I made an appointment to board my big dog and started to worry about the cost and then said “Jesus take the wheel on that too. I don’t have the time or energy for it.” My friend readily agreed to babysit me…or take me to the hospital and stay until I was good. I did all the practical planning…cooking, cleaning, all the things except worrying because I didn’t have the capacity.
Not that worry didn’t creep in every once in a while, like when someone would ask about it. But I would resurrender cuz lack of capacity is real.
My friend wise friend said, “maybe this is where you get your healing.” She has faith that I didn’t yet possess and I thought, ya sure. Cuz that really happens. I’m familiar with the “healing”. I saw it when I was 5 when God took my dad even though I prayed. Ever since then I’ve wrestled with one thing…God I know you can, but will you? And do you even like me?
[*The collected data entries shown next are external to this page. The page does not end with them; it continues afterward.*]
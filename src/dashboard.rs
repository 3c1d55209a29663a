//! Dashboard read model: latest value, status and trend per parameter.

use serde::Serialize;

use crate::labs::{classify, registry};
use crate::models::{LabStatus, ParameterDefinition, ParameterKey, ReportMonth, Trend};
use crate::reports::ReportBook;

#[derive(Debug, Clone, Serialize)]
pub struct ParameterCard {
    pub parameter: &'static ParameterDefinition,
    pub value: Option<f64>,
    pub status: LabStatus,
    pub status_label: &'static str,
    pub status_color: &'static str,
    pub trend: Option<Trend>,
    pub trend_arrow: Option<&'static str>,
    /// Whether the trend moves toward the healthy side. Absent when flat.
    pub improving: Option<bool>,
}

#[derive(Debug, Clone, Serialize)]
pub struct DashboardSummary {
    pub version: u64,
    pub report_count: usize,
    pub latest_report_date: Option<ReportMonth>,
    pub cards: Vec<ParameterCard>,
}

#[derive(Debug, Clone, Serialize)]
pub struct SeriesPoint {
    pub report_date: ReportMonth,
    pub value: f64,
    pub status: LabStatus,
}

#[derive(Debug, Clone, Serialize)]
pub struct ParameterSeries {
    pub parameter: &'static ParameterDefinition,
    pub points: Vec<SeriesPoint>,
}

/// Direction from `previous` to `latest`. None when either is missing.
pub fn trend(latest: Option<f64>, previous: Option<f64>) -> Option<Trend> {
    let (l, p) = (latest?, previous?);
    Some(if l > p {
        Trend::Up
    } else if l < p {
        Trend::Down
    } else {
        Trend::Flat
    })
}

fn improving(key: ParameterKey, trend: Option<Trend>) -> Option<bool> {
    let higher_is_better = registry::lookup(key).higher_is_better;
    match trend? {
        Trend::Up => Some(higher_is_better),
        Trend::Down => Some(!higher_is_better),
        Trend::Flat => None,
    }
}

pub fn summary(book: &ReportBook) -> DashboardSummary {
    let latest = book.latest();
    let previous = book.previous();

    let cards = registry::all()
        .iter()
        .map(|def| {
            let value = latest.and_then(|r| r.value(def.key));
            let status = classify(def.key, value);
            let trend = trend(value, previous.and_then(|r| r.value(def.key)));
            ParameterCard {
                parameter: def,
                value,
                status,
                status_label: status.label(),
                status_color: status.color(),
                trend,
                trend_arrow: trend.map(|t| t.arrow()),
                improving: improving(def.key, trend),
            }
        })
        .collect();

    DashboardSummary {
        version: book.version(),
        report_count: book.len(),
        latest_report_date: latest.map(|r| r.report_date),
        cards,
    }
}

pub fn series(book: &ReportBook, key: ParameterKey) -> ParameterSeries {
    ParameterSeries {
        parameter: registry::lookup(key),
        points: book
            .series(key)
            .into_iter()
            .map(|(report_date, value)| SeriesPoint {
                report_date,
                value,
                status: classify(key, Some(value)),
            })
            .collect(),
    }
}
But no capacity so Jesus take the wheel.
The morning of the procedure I did what they told me to do. I came prepared to spend the night. Sitting in the waiting room, my friends called me and prayed over me. There was no fear. Just a readiness to be done, whatever being done looked like.
I was supposed to be second. I ended up being first. It was supposed to take up to 4 hours. It took 2. My heart showed up and showed out and took him right to where he needed to go. On the right side. (That’s significant because if it was on the left they had to poke a hole to get to it and it became more complicated). He said he got it. I wasn’t sure still. But on the heart monitor I saw my heart rate sitting perfect. It had been 50 before in preop (because I’ve been struggling on both ends). Now it was sitting at a cool 70s and just ticking away.
Of course I wasn’t allowed to sit up for several hours but my friend got me the one thing I wanted all day…Starbucks. And I had snacks and a friend. I was good.
In the days that followed I was to monitor my blood pressure and pulse to see if I’d still need medication. I could actually be healed.
The first couple days tested my faith a little as my blood pressure was higher than normal but not dangerous. I started to think I wasn’t fixed and would have to still take heart medicine. But Jesus take the wheel…I’m too sore and tired…also I’m not allowed to drive yet.
Since then everything…blood pressure…pulse…have been perfect. I am exhausted and sore but underneath that I can tell I feel better than I have in years…probably 20. My heart isn’t doing the weird stuff that I’ve become accustomed to. I’m a terrible patient but once the recovery phase ends I think I will be better than I have been.
And I am in awe. Jesus took that wheel and he did more than I expected or imagined. I’m believing he did heal it. I thing I can say I HAD SVT. My heart is cured.
And with it my spiritual heart was cured a bit too. God asks me every so often “do you trust me?” My answers have ranged from NO! to the more recent No, but I’d like you to teach me. But the funny thing is he couldn’t teach me cuz I wouldn’t let go of my white knuckled grip.
I think when I finally came to the end of myself and realized I was powerless to fix any of this, he probably laughed and said FINALLY! I’ve been waiting all this time. You do too much. Your plans rarely even work out. Be still…and watch.
He showed up and showed out more than I ever thought he would. He even fixed the worry about paying for dog boarding as a bonus.
There is so much more to say but I know today that not only does Jesus love me, but he even likes me a whole lot. He doesn’t need my help to be good at being God. In fact my help is actually not helpful.
Even if this had gone another way, He’s in control. But I’m so thankful that it didn’t. Oh me of little faith. If you need me, I’ll be over here in the back seat enjoying the ride.